+++ DATASET ENTRIES

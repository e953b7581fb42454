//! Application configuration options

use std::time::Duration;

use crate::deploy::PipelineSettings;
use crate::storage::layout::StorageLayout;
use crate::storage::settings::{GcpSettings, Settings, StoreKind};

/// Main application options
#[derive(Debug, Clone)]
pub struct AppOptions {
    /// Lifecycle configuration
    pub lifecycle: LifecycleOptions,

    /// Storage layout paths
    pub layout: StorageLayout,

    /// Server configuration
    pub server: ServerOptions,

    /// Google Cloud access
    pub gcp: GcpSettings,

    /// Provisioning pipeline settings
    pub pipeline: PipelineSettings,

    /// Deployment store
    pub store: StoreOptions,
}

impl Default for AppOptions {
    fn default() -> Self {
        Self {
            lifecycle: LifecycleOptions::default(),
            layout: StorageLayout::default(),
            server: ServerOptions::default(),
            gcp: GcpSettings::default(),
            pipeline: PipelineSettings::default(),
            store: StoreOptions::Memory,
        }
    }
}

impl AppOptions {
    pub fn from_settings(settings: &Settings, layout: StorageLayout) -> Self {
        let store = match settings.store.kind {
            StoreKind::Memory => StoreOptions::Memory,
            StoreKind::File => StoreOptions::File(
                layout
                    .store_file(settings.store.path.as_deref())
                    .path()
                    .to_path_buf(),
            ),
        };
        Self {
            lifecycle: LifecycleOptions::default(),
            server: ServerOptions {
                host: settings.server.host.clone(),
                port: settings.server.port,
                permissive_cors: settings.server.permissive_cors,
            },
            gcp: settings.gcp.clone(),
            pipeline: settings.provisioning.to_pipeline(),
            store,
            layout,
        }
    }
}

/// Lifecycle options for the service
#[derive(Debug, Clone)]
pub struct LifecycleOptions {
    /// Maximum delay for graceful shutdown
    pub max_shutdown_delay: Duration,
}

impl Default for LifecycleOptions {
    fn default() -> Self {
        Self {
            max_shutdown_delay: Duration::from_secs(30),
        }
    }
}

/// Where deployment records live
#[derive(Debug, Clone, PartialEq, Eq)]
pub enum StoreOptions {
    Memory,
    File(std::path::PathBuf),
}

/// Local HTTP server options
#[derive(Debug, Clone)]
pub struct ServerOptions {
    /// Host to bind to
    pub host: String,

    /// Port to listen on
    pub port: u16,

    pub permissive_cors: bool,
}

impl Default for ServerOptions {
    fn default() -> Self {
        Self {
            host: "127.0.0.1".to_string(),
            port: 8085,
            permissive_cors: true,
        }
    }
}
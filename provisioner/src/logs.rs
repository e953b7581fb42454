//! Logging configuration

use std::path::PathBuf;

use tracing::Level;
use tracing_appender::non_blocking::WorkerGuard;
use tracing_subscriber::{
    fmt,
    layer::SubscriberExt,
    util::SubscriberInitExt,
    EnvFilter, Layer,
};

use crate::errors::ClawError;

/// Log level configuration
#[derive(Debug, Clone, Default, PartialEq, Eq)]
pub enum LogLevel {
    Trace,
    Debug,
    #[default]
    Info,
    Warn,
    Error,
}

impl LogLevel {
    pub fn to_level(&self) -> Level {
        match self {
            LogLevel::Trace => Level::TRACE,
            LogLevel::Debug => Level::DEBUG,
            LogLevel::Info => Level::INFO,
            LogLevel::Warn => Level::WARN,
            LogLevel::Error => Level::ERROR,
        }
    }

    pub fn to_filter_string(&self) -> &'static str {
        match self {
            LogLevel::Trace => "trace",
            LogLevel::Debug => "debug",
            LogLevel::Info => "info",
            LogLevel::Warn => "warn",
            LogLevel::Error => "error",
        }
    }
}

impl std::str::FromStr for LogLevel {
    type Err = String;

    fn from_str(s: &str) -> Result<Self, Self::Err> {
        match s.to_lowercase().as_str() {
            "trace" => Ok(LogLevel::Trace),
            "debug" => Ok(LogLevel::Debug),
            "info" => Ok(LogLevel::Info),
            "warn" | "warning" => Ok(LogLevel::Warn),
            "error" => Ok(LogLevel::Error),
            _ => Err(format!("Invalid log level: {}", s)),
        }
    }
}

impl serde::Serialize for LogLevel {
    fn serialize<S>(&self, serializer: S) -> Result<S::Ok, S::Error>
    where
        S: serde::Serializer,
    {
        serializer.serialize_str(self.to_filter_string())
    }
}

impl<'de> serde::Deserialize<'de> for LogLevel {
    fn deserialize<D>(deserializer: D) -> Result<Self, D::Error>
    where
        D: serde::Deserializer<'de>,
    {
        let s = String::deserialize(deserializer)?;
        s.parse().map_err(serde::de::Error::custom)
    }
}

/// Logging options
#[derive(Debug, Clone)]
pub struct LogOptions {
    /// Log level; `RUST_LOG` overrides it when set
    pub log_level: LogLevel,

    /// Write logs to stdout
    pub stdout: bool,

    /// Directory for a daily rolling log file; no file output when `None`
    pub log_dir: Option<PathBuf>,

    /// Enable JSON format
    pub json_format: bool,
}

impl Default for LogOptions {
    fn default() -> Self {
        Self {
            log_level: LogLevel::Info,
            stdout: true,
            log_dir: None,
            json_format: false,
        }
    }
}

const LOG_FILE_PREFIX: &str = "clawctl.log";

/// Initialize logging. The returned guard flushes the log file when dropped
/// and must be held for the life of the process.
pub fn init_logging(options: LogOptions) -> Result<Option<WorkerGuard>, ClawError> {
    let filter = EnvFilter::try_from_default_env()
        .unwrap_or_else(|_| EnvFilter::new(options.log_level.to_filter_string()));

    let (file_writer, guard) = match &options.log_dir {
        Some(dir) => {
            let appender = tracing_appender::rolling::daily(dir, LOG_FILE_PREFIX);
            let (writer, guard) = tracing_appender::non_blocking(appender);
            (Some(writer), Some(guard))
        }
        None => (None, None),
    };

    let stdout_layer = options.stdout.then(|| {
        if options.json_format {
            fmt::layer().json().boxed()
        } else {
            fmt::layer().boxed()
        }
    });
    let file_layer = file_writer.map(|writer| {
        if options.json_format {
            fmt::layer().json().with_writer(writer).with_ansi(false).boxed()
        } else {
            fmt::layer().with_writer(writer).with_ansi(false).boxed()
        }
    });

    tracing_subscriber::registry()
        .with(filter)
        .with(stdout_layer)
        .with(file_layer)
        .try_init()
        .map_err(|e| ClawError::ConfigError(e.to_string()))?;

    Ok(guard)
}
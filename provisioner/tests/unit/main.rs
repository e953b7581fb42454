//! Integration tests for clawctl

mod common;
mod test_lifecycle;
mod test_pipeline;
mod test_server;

++++++

Give back the material above in its entirety, with every word intact.

# RESPONSE BOX
repository e953b7581fb42454
//! Application configuration options

use std::time::Duration;

use crate::deploy::PipelineSettings;
use crate::storage::layout::StorageLayout;
use crate::storage::settings::{GcpSettings, Settings, StoreKind};

/// Main application options
#[derive(Debug, Clone)]
pub struct AppOptions {
    /// Lifecycle configuration
    pub lifecycle: LifecycleOptions,

    /// Storage layout paths
    pub layout: StorageLayout,

    /// Server configuration
    pub server: ServerOptions,

    /// Google Cloud access
    pub gcp: GcpSettings,

    /// Provisioning pipeline settings
    pub pipeline: PipelineSettings,

    /// Deployment store
    pub store: StoreOptions,
}

impl Default for AppOptions {
    fn default() -> Self {
        Self {
            lifecycle: LifecycleOptions::default(),
            layout: StorageLayout::default(),
            server: ServerOptions::default(),
            gcp: GcpSettings::default(),
            pipeline: PipelineSettings::default(),
            store: StoreOptions::Memory,
        }
    }
}

impl AppOptions {
    pub fn from_settings(settings: &Settings, layout: StorageLayout) -> Self {
        let store = match settings.store.kind {
            StoreKind::Memory => StoreOptions::Memory,
            StoreKind::File => StoreOptions::File(
                layout
                    .store_file(settings.store.path.as_deref())
                    .path()
                    .to_path_buf(),
            ),
        };
        Self {
            lifecycle: LifecycleOptions::default(),
            server: ServerOptions {
                host: settings.server.host.clone(),
                port: settings.server.port,
                permissive_cors: settings.server.permissive_cors,
            },
            gcp: settings.gcp.clone(),
            pipeline: settings.provisioning.to_pipeline(),
            store,
            layout,
        }
    }
}

/// Lifecycle options for the service
#[derive(Debug, Clone)]
pub struct LifecycleOptions {
    /// Maximum delay for graceful shutdown
    pub max_shutdown_delay: Duration,
}

impl Default for LifecycleOptions {
    fn default() -> Self {
        Self {
            max_shutdown_delay: Duration::from_secs(30),
        }
    }
}

/// Where deployment records live
#[derive(Debug, Clone, PartialEq, Eq)]
pub enum StoreOptions {
    Memory,
    File(std::path::PathBuf),
}

/// Local HTTP server options
#[derive(Debug, Clone)]
pub struct ServerOptions {
    /// Host to bind to
    pub host: String,

    /// Port to listen on
    pub port: u16,

    pub permissive_cors: bool,
}

impl Default for ServerOptions {
    fn default() -> Self {
        Self {
            host: "127.0.0.1".to_string(),
            port: 8085,
            permissive_cors: true,
        }
    }
}
filename provisioner/src/logs.rs
repository e953b7581fb42454
//! Logging configuration

use std::path::PathBuf;

use tracing::Level;
use tracing_appender::non_blocking::WorkerGuard;
use tracing_subscriber::{
    fmt,
    layer::SubscriberExt,
    util::SubscriberInitExt,
    EnvFilter, Layer,
};

use crate::errors::ClawError;

/// Log level configuration
#[derive(Debug, Clone, Default, PartialEq, Eq)]
pub enum LogLevel {
    Trace,
    Debug,
    #[default]
    Info,
    Warn,
    Error,
}

impl LogLevel {
    pub fn to_level(&self) -> Level {
        match self {
            LogLevel::Trace => Level::TRACE,
            LogLevel::Debug => Level::DEBUG,
            LogLevel::Info => Level::INFO,
            LogLevel::Warn => Level::WARN,
            LogLevel::Error => Level::ERROR,
        }
    }

    pub fn to_filter_string(&self) -> &'static str {
        match self {
            LogLevel::Trace => "trace",
            LogLevel::Debug => "debug",
            LogLevel::Info => "info",
            LogLevel::Warn => "warn",
            LogLevel::Error => "error",
        }
    }
}

impl std::str::FromStr for LogLevel {
    type Err = String;

    fn from_str(s: &str) -> Result<Self, Self::Err> {
        match s.to_lowercase().as_str() {
            "trace" => Ok(LogLevel::Trace),
            "debug" => Ok(LogLevel::Debug),
            "info" => Ok(LogLevel::Info),
            "warn" | "warning" => Ok(LogLevel::Warn),
            "error" => Ok(LogLevel::Error),
            _ => Err(format!("Invalid log level: {}", s)),
        }
    }
}

impl serde::Serialize for LogLevel {
    fn serialize<S>(&self, serializer: S) -> Result<S::Ok, S::Error>
    where
        S: serde::Serializer,
    {
        serializer.serialize_str(self.to_filter_string())
    }
}

impl<'de> serde::Deserialize<'de> for LogLevel {
    fn deserialize<D>(deserializer: D) -> Result<Self, D::Error>
    where
        D: serde::Deserializer<'de>,
    {
        let s = String::deserialize(deserializer)?;
        s.parse().map_err(serde::de::Error::custom)
    }
}

/// Logging options
#[derive(Debug, Clone)]
pub struct LogOptions {
    /// Log level; `RUST_LOG` overrides it when set
    pub log_level: LogLevel,

    /// Write logs to stdout
    pub stdout: bool,

    /// Directory for a daily rolling log file; no file output when `None`
    pub log_dir: Option<PathBuf>,

    /// Enable JSON format
    pub json_format: bool,
}

impl Default for LogOptions {
    fn default() -> Self {
        Self {
            log_level: LogLevel::Info,
            stdout: true,
            log_dir: None,
            json_format: false,
        }
    }
}

const LOG_FILE_PREFIX: &str = "clawctl.log";

/// Initialize logging. The returned guard flushes the log file when dropped
/// and must be held for the life of the process.
pub fn init_logging(options: LogOptions) -> Result<Option<WorkerGuard>, ClawError> {
    let filter = EnvFilter::try_from_default_env()
        .unwrap_or_else(|_| EnvFilter::new(options.log_level.to_filter_string()));

    let (file_writer, guard) = match &options.log_dir {
        Some(dir) => {
            let appender = tracing_appender::rolling::daily(dir, LOG_FILE_PREFIX);
            let (writer, guard) = tracing_appender::non_blocking(appender);
            (Some(writer), Some(guard))
        }
        None => (None, None),
    };

    let stdout_layer = options.stdout.then(|| {
        if options.json_format {
            fmt::layer().json().boxed()
        } else {
            fmt::layer().boxed()
        }
    });
    let file_layer = file_writer.map(|writer| {
        if options.json_format {
            fmt::layer().json().with_writer(writer).with_ansi(false).boxed()
        } else {
            fmt::layer().with_writer(writer).with_ansi(false).boxed()
        }
    });

    tracing_subscriber::registry()
        .with(filter)
        .with(stdout_layer)
        .with(file_layer)
        .try_init()
        .map_err(|e| ClawError::ConfigError(e.to_string()))?;

    Ok(guard)
}
filename provisioner/tests/unit/main.rs
repository e953b7581fb42454
//! Integration tests for clawctl

mod common;
mod test_lifecycle;
mod test_pipeline;
mod test_server;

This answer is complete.